[EXERCISE INPUTS Boundary: Start]

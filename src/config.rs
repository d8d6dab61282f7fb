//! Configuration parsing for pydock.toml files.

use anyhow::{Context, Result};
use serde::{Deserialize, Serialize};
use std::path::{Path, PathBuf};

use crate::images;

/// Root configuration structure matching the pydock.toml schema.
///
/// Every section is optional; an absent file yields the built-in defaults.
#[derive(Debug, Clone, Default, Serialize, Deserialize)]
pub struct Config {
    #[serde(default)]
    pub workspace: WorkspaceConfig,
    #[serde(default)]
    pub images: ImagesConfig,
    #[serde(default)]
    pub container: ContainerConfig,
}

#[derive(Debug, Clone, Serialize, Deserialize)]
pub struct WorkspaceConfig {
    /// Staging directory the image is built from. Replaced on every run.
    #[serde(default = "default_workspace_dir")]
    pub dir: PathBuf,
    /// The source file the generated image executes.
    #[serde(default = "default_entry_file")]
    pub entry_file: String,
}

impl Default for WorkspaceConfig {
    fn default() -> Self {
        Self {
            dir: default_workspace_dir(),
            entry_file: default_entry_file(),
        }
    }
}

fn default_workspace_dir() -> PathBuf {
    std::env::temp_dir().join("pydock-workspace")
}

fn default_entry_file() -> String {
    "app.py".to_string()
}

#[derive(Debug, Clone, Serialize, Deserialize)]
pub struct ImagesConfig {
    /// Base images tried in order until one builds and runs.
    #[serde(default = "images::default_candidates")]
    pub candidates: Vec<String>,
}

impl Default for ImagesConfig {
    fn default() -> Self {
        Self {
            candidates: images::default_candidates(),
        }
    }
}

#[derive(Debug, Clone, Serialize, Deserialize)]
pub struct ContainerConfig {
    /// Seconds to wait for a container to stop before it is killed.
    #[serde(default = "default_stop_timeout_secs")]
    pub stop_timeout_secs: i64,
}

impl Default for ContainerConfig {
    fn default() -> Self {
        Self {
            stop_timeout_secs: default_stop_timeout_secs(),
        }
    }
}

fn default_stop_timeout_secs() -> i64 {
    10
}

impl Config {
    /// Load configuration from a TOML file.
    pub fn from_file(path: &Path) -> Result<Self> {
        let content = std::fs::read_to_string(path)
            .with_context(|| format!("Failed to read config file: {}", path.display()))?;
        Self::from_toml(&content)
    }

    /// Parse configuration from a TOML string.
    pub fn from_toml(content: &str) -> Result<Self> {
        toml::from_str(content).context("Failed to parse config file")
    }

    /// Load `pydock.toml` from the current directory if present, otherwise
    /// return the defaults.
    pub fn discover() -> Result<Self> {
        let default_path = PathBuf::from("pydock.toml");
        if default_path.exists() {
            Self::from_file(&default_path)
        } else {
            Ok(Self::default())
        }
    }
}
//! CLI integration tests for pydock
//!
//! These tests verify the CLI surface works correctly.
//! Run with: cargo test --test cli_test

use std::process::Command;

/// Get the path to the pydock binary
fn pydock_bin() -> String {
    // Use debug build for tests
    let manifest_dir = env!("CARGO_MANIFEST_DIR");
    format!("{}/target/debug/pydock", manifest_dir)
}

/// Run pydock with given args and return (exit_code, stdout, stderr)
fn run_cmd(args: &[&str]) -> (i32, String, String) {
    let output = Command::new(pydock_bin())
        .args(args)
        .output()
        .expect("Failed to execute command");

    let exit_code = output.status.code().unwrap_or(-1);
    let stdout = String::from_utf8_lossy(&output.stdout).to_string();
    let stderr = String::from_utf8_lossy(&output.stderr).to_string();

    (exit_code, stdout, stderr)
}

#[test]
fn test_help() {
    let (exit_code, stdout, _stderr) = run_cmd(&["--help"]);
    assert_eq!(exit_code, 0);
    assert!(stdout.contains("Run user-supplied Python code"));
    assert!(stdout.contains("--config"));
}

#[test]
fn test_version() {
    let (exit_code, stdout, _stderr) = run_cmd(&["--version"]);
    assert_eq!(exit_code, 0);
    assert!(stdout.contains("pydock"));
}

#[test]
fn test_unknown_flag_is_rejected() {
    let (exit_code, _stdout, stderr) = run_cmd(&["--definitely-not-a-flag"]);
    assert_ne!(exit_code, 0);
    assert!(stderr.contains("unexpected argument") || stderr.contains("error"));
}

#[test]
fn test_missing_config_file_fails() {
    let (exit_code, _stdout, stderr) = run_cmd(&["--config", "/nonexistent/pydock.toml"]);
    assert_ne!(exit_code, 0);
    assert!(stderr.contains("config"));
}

[EXERCISE INPUTS Boundary: End]
[EXERCISE INPUTS Boundary: Start]

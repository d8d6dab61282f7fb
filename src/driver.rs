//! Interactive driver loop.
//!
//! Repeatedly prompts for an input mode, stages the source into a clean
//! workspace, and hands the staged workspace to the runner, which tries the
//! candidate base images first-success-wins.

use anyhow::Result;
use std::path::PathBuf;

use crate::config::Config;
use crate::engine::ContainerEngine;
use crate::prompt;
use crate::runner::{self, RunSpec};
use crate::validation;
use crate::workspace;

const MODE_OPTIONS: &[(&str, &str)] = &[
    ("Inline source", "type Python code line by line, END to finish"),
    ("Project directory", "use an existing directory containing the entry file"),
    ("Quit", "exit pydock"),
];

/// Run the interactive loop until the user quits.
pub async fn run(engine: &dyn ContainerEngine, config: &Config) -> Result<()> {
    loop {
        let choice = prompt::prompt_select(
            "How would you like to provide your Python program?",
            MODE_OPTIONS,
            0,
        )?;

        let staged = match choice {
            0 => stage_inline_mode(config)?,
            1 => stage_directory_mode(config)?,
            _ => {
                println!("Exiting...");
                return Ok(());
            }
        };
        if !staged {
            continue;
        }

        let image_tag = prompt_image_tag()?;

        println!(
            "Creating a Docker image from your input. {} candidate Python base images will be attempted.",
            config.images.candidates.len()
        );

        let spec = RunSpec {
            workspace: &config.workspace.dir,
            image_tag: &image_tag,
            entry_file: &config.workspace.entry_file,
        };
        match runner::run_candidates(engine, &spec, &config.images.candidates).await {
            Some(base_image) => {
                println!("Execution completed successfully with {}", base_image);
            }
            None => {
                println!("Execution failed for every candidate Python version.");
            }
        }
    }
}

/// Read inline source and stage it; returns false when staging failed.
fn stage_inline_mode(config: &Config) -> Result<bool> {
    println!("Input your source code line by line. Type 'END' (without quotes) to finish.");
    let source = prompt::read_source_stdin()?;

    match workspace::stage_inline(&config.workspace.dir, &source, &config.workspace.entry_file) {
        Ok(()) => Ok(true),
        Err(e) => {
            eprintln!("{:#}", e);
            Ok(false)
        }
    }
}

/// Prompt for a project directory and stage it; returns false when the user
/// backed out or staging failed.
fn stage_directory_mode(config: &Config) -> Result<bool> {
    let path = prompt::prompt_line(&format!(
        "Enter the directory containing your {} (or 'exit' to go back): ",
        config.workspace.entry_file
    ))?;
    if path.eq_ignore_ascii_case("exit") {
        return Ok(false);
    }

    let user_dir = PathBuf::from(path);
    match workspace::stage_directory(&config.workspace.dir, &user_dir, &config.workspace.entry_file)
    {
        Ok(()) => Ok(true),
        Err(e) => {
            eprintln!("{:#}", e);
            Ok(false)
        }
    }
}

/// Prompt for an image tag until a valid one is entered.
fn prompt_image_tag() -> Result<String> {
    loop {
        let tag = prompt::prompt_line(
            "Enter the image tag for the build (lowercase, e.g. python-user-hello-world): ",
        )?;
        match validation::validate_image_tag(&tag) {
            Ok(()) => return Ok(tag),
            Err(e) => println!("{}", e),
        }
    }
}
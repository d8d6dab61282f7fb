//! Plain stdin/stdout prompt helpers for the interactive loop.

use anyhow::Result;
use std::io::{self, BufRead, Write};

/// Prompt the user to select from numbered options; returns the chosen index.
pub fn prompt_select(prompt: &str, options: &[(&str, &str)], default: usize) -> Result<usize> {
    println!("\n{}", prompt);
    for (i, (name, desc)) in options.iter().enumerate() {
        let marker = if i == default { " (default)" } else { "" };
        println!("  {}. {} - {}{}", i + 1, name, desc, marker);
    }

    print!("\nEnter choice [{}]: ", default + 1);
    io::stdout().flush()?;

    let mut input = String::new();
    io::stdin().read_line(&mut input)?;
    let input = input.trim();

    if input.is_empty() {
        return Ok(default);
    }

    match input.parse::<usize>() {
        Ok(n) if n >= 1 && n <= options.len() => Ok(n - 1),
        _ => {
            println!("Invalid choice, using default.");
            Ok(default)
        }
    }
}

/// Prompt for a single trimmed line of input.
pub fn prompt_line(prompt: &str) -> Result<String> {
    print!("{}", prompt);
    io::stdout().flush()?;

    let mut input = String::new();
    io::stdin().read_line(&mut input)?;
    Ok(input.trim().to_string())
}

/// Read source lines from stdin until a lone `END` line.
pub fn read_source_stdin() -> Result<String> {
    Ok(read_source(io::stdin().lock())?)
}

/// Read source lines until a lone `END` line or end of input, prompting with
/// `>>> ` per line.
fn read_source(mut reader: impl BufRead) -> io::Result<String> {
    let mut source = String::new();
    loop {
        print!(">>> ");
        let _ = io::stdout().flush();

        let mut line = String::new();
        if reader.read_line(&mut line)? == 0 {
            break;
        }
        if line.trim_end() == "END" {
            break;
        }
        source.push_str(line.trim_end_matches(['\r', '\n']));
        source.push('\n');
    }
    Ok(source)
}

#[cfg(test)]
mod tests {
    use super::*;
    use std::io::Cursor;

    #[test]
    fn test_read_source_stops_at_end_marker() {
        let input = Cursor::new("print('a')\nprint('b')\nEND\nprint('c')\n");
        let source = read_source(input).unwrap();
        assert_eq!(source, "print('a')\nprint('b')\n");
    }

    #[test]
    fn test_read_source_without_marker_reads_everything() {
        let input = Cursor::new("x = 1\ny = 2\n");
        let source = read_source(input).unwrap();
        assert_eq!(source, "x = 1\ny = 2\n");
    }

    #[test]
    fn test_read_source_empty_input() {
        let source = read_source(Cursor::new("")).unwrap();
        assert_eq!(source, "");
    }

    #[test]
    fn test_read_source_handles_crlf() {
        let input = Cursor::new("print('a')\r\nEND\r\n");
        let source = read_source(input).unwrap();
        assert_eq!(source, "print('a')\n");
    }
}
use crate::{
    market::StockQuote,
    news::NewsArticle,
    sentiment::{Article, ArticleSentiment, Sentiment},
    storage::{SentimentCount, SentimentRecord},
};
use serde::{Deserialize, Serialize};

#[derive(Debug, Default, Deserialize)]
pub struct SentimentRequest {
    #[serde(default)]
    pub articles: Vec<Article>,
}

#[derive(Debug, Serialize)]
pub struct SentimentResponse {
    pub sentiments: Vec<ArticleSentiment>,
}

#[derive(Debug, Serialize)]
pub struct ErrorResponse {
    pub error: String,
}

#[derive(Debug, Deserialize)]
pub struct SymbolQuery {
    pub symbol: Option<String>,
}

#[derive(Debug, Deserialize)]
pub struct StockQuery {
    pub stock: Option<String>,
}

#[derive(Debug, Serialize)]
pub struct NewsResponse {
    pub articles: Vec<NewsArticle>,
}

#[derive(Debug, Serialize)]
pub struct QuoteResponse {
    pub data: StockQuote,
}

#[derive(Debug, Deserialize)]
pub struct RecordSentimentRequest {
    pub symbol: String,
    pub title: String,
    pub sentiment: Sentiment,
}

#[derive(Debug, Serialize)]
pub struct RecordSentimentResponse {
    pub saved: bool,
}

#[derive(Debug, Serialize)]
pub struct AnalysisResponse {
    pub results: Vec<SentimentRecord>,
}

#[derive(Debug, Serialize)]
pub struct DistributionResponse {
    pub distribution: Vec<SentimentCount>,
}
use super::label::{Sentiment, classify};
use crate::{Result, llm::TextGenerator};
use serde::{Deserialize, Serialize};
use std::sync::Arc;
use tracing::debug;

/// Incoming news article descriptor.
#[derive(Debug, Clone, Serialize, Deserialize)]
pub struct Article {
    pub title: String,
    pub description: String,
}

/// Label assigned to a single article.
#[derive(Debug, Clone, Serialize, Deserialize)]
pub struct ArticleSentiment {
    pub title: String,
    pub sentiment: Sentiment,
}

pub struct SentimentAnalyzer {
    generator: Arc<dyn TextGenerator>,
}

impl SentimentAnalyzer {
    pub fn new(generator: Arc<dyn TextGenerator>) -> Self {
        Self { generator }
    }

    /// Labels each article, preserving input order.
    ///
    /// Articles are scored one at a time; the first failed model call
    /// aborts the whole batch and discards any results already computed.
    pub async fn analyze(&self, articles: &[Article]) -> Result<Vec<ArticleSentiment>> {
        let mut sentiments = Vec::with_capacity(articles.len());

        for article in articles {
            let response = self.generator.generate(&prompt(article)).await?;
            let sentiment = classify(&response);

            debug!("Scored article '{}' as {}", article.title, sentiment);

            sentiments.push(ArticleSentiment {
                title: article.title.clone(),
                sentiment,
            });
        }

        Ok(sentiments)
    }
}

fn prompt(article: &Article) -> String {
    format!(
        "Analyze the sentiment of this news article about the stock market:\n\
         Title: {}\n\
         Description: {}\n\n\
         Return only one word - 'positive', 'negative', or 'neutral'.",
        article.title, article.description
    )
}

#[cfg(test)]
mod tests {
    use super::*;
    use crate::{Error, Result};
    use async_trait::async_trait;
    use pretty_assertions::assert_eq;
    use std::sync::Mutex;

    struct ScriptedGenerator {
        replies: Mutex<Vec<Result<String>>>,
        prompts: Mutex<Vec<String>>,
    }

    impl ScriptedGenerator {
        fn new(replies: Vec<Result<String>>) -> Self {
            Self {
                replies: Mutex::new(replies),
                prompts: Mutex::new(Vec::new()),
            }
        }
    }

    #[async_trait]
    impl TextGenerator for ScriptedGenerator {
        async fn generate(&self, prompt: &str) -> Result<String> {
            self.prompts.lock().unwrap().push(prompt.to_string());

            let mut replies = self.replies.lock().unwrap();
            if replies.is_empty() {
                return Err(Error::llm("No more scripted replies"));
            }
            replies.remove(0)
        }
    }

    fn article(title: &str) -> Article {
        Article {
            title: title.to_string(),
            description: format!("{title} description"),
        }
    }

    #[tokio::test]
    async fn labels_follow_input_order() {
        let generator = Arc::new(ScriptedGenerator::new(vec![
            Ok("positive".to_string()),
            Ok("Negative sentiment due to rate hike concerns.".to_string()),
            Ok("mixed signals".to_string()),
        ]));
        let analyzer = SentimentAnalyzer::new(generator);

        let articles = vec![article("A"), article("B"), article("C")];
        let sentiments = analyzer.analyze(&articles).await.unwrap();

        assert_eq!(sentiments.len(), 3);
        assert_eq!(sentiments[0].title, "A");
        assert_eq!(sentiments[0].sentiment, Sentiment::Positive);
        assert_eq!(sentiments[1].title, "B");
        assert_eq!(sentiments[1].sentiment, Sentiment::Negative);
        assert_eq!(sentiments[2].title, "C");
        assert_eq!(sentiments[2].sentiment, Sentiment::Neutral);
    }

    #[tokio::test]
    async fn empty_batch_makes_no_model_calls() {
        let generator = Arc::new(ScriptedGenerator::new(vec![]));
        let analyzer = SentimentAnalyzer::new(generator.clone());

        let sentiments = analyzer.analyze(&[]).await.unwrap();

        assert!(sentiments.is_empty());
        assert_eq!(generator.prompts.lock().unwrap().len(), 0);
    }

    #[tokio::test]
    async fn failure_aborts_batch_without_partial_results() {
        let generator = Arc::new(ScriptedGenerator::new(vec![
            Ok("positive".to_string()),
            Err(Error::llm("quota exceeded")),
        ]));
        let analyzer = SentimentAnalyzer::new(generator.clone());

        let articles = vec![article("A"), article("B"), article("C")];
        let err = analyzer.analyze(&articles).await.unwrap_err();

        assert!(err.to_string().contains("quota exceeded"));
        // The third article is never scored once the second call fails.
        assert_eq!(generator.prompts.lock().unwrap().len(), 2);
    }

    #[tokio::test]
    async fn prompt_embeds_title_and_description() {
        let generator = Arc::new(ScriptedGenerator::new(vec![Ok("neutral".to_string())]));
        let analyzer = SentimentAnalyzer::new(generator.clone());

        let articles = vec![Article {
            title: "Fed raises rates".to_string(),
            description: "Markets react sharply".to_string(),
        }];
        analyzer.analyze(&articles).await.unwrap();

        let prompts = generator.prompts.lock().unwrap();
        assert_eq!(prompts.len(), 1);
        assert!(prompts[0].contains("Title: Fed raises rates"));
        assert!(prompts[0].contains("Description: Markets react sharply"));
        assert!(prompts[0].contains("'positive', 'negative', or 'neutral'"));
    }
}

[EXERCISE INPUTS Boundary: End]

Lines, not occurrences, are what count: report how many lines of the records above include the word "Cursor", and nothing else.

* **ANSWER SPACE**: 5